▶ **Work to be completed**:
Nothing is to be left out: repeat every entry exactly as given.

*** Opening of Records for this task ***

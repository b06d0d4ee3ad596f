// crates/bowtie-report-core/src/runtime/aggregate.rs
// ============================================================================
// Module: Aggregator
// Description: Derived statistics and matrix cells over a built report.
// Purpose: Apply the missing-coverage rule once for counts and cells alike.
// Dependencies: crate::core, serde
// ============================================================================

//! ## Overview
//! Matrix cells read results through [`case_results`], which fills a case
//! the implementation never reported with one `errored` result per test.
//! [`stats_for`] reads the same results entries directly: a case with no
//! entry counts once, in `errored_cases`, and its default-filled tests never
//! again in `errored_tests`. Reported cases are counted from the exact
//! results the matrix borrows.

// ============================================================================
// SECTION: Imports
// ============================================================================

use std::borrow::Cow;

use serde::Serialize;

use crate::core::Case;
use crate::core::CaseResult;
use crate::core::CellOutcome;
use crate::core::Implementation;
use crate::core::Report;
use crate::core::ResultState;

// ============================================================================
// SECTION: Default Fill
// ============================================================================

/// Returns the results of `implementation` for `case`, default-filled.
///
/// A case without reported results reads as one `errored` result per test,
/// carrying the terminal error message when one was recorded.
#[must_use]
pub fn case_results<'r>(implementation: &'r Implementation, case: &Case) -> Cow<'r, [CaseResult]> {
    implementation.results.get(case.seq).map_or_else(
        || {
            let message =
                implementation.results.error(case.seq).and_then(|error| error.message.clone());
            Cow::Owned(vec![
                CaseResult::Errored {
                    message,
                };
                case.test_count()
            ])
        },
        Cow::Borrowed,
    )
}

// ============================================================================
// SECTION: Statistics
// ============================================================================

/// Derived counts for one implementation over one report.
#[derive(Debug, Clone, Copy, Default, PartialEq, Eq, Serialize)]
pub struct ImplementationStats {
    /// Cases with no reported results at all.
    pub errored_cases: u64,
    /// Tests skipped within reported cases.
    pub skipped_tests: u64,
    /// Tests with a verdict contradicting the expectation.
    pub unsuccessful_tests: u64,
    /// Tests errored within reported cases.
    pub errored_tests: u64,
    /// Cases with reported results.
    pub reported_cases: u64,
}

impl ImplementationStats {
    /// Returns unsuccessful plus errored tests.
    #[must_use]
    pub const fn failed_tests(&self) -> u64 {
        self.unsuccessful_tests.saturating_add(self.errored_tests)
    }

    /// Returns true when nothing failed, errored, or was skipped.
    #[must_use]
    pub const fn is_clean(&self) -> bool {
        self.errored_cases == 0
            && self.skipped_tests == 0
            && self.unsuccessful_tests == 0
            && self.errored_tests == 0
    }
}

/// Computes derived counts for one implementation.
#[must_use]
pub fn stats_for(report: &Report, implementation: &Implementation) -> ImplementationStats {
    let mut stats = ImplementationStats::default();
    for case in report.cases() {
        let Some(results) = implementation.results.get(case.seq) else {
            stats.errored_cases += 1;
            continue;
        };
        stats.reported_cases += 1;
        for result in results {
            match result.state() {
                ResultState::Successful => {}
                ResultState::Unsuccessful => stats.unsuccessful_tests += 1,
                ResultState::Errored => stats.errored_tests += 1,
                ResultState::Skipped => stats.skipped_tests += 1,
            }
        }
    }
    stats
}

/// Statistics paired with their implementation.
#[derive(Debug, Clone, Copy, PartialEq, Eq)]
pub struct ImplementationSummary<'r> {
    /// Summarized implementation.
    pub implementation: &'r Implementation,
    /// Derived counts.
    pub stats: ImplementationStats,
}

/// Summarizes every implementation of a report in report order.
#[must_use]
pub fn summarize(report: &Report) -> Vec<ImplementationSummary<'_>> {
    summarize_selected(report, report.implementations())
}

/// Summarizes a selection of a report's implementations in the given order.
#[must_use]
pub fn summarize_selected<'r, I>(
    report: &Report,
    implementations: I,
) -> Vec<ImplementationSummary<'r>>
where
    I: IntoIterator<Item = &'r Implementation>,
{
    implementations
        .into_iter()
        .map(|implementation| ImplementationSummary {
            implementation,
            stats: stats_for(report, implementation),
        })
        .collect()
}

// ============================================================================
// SECTION: Matrix
// ============================================================================

/// Case-by-implementation grid of default-filled results.
#[derive(Debug, Clone, PartialEq, Eq)]
pub struct CaseMatrix<'r> {
    /// Column order.
    pub implementations: Vec<&'r Implementation>,
    /// One row per case.
    pub rows: Vec<MatrixRow<'r>>,
}

/// One case and its results for every matrix column.
#[derive(Debug, Clone, PartialEq, Eq)]
pub struct MatrixRow<'r> {
    /// Row case.
    pub case: &'r Case,
    /// Results per column, in column order.
    pub cells: Vec<Cow<'r, [CaseResult]>>,
}

impl MatrixRow<'_> {
    /// Returns the outcome of one test across all columns.
    ///
    /// Returns `None` when the test index is out of range.
    #[must_use]
    pub fn test_outcomes(&self, test: usize) -> Option<Vec<CellOutcome>> {
        self.cells
            .iter()
            .map(|cell| cell.get(test).map(CaseResult::outcome))
            .collect()
    }
}

/// Builds the matrix for the given columns and rows.
#[must_use]
pub fn matrix<'r, C>(implementations: Vec<&'r Implementation>, cases: C) -> CaseMatrix<'r>
where
    C: IntoIterator<Item = &'r Case>,
{
    let rows = cases
        .into_iter()
        .map(|case| MatrixRow {
            case,
            cells: implementations
                .iter()
                .map(|&implementation| case_results(implementation, case))
                .collect(),
        })
        .collect();
    CaseMatrix {
        implementations,
        rows,
    }
}

/// Builds the matrix over every case and implementation of a report.
#[must_use]
pub fn full_matrix(report: &Report) -> CaseMatrix<'_> {
    matrix(report.implementations().iter().collect(), report.cases())
}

*** Close of Records for this task ***

▶ **Response to this task**:
repository b06d0d4ee3ad596f
// crates/bowtie-report-core/src/runtime/aggregate.rs
// ============================================================================
// Module: Aggregator
// Description: Derived statistics and matrix cells over a built report.
// Purpose: Apply the missing-coverage rule once for counts and cells alike.
// Dependencies: crate::core, serde
// ============================================================================

//! ## Overview
//! Matrix cells read results through [`case_results`], which fills a case
//! the implementation never reported with one `errored` result per test.
//! [`stats_for`] reads the same results entries directly: a case with no
//! entry counts once, in `errored_cases`, and its default-filled tests never
//! again in `errored_tests`. Reported cases are counted from the exact
//! results the matrix borrows.

// ============================================================================
// SECTION: Imports
// ============================================================================

use std::borrow::Cow;

use serde::Serialize;

use crate::core::Case;
use crate::core::CaseResult;
use crate::core::CellOutcome;
use crate::core::Implementation;
use crate::core::Report;
use crate::core::ResultState;

// ============================================================================
// SECTION: Default Fill
// ============================================================================

/// Returns the results of `implementation` for `case`, default-filled.
///
/// A case without reported results reads as one `errored` result per test,
/// carrying the terminal error message when one was recorded.
#[must_use]
pub fn case_results<'r>(implementation: &'r Implementation, case: &Case) -> Cow<'r, [CaseResult]> {
    implementation.results.get(case.seq).map_or_else(
        || {
            let message =
                implementation.results.error(case.seq).and_then(|error| error.message.clone());
            Cow::Owned(vec![
                CaseResult::Errored {
                    message,
                };
                case.test_count()
            ])
        },
        Cow::Borrowed,
    )
}

// ============================================================================
// SECTION: Statistics
// ============================================================================

/// Derived counts for one implementation over one report.
#[derive(Debug, Clone, Copy, Default, PartialEq, Eq, Serialize)]
pub struct ImplementationStats {
    /// Cases with no reported results at all.
    pub errored_cases: u64,
    /// Tests skipped within reported cases.
    pub skipped_tests: u64,
    /// Tests with a verdict contradicting the expectation.
    pub unsuccessful_tests: u64,
    /// Tests errored within reported cases.
    pub errored_tests: u64,
    /// Cases with reported results.
    pub reported_cases: u64,
}

impl ImplementationStats {
    /// Returns unsuccessful plus errored tests.
    #[must_use]
    pub const fn failed_tests(&self) -> u64 {
        self.unsuccessful_tests.saturating_add(self.errored_tests)
    }

    /// Returns true when nothing failed, errored, or was skipped.
    #[must_use]
    pub const fn is_clean(&self) -> bool {
        self.errored_cases == 0
            && self.skipped_tests == 0
            && self.unsuccessful_tests == 0
            && self.errored_tests == 0
    }
}

/// Computes derived counts for one implementation.
#[must_use]
pub fn stats_for(report: &Report, implementation: &Implementation) -> ImplementationStats {
    let mut stats = ImplementationStats::default();
    for case in report.cases() {
        let Some(results) = implementation.results.get(case.seq) else {
            stats.errored_cases += 1;
            continue;
        };
        stats.reported_cases += 1;
        for result in results {
            match result.state() {
                ResultState::Successful => {}
                ResultState::Unsuccessful => stats.unsuccessful_tests += 1,
                ResultState::Errored => stats.errored_tests += 1,
                ResultState::Skipped => stats.skipped_tests += 1,
            }
        }
    }
    stats
}

/// Statistics paired with their implementation.
#[derive(Debug, Clone, Copy, PartialEq, Eq)]
pub struct ImplementationSummary<'r> {
    /// Summarized implementation.
    pub implementation: &'r Implementation,
    /// Derived counts.
    pub stats: ImplementationStats,
}

/// Summarizes every implementation of a report in report order.
#[must_use]
pub fn summarize(report: &Report) -> Vec<ImplementationSummary<'_>> {
    summarize_selected(report, report.implementations())
}

/// Summarizes a selection of a report's implementations in the given order.
#[must_use]
pub fn summarize_selected<'r, I>(
    report: &Report,
    implementations: I,
) -> Vec<ImplementationSummary<'r>>
where
    I: IntoIterator<Item = &'r Implementation>,
{
    implementations
        .into_iter()
        .map(|implementation| ImplementationSummary {
            implementation,
            stats: stats_for(report, implementation),
        })
        .collect()
}

// ============================================================================
// SECTION: Matrix
// ============================================================================

/// Case-by-implementation grid of default-filled results.
#[derive(Debug, Clone, PartialEq, Eq)]
pub struct CaseMatrix<'r> {
    /// Column order.
    pub implementations: Vec<&'r Implementation>,
    /// One row per case.
    pub rows: Vec<MatrixRow<'r>>,
}

/// One case and its results for every matrix column.
#[derive(Debug, Clone, PartialEq, Eq)]
pub struct MatrixRow<'r> {
    /// Row case.
    pub case: &'r Case,
    /// Results per column, in column order.
    pub cells: Vec<Cow<'r, [CaseResult]>>,
}

impl MatrixRow<'_> {
    /// Returns the outcome of one test across all columns.
    ///
    /// Returns `None` when the test index is out of range.
    #[must_use]
    pub fn test_outcomes(&self, test: usize) -> Option<Vec<CellOutcome>> {
        self.cells
            .iter()
            .map(|cell| cell.get(test).map(CaseResult::outcome))
            .collect()
    }
}

/// Builds the matrix for the given columns and rows.
#[must_use]
pub fn matrix<'r, C>(implementations: Vec<&'r Implementation>, cases: C) -> CaseMatrix<'r>
where
    C: IntoIterator<Item = &'r Case>,
{
    let rows = cases
        .into_iter()
        .map(|case| MatrixRow {
            case,
            cells: implementations
                .iter()
                .map(|&implementation| case_results(implementation, case))
                .collect(),
        })
        .collect();
    CaseMatrix {
        implementations,
        rows,
    }
}

/// Builds the matrix over every case and implementation of a report.
#[must_use]
pub fn full_matrix(report: &Report) -> CaseMatrix<'_> {
    matrix(report.implementations().iter().collect(), report.cases())
}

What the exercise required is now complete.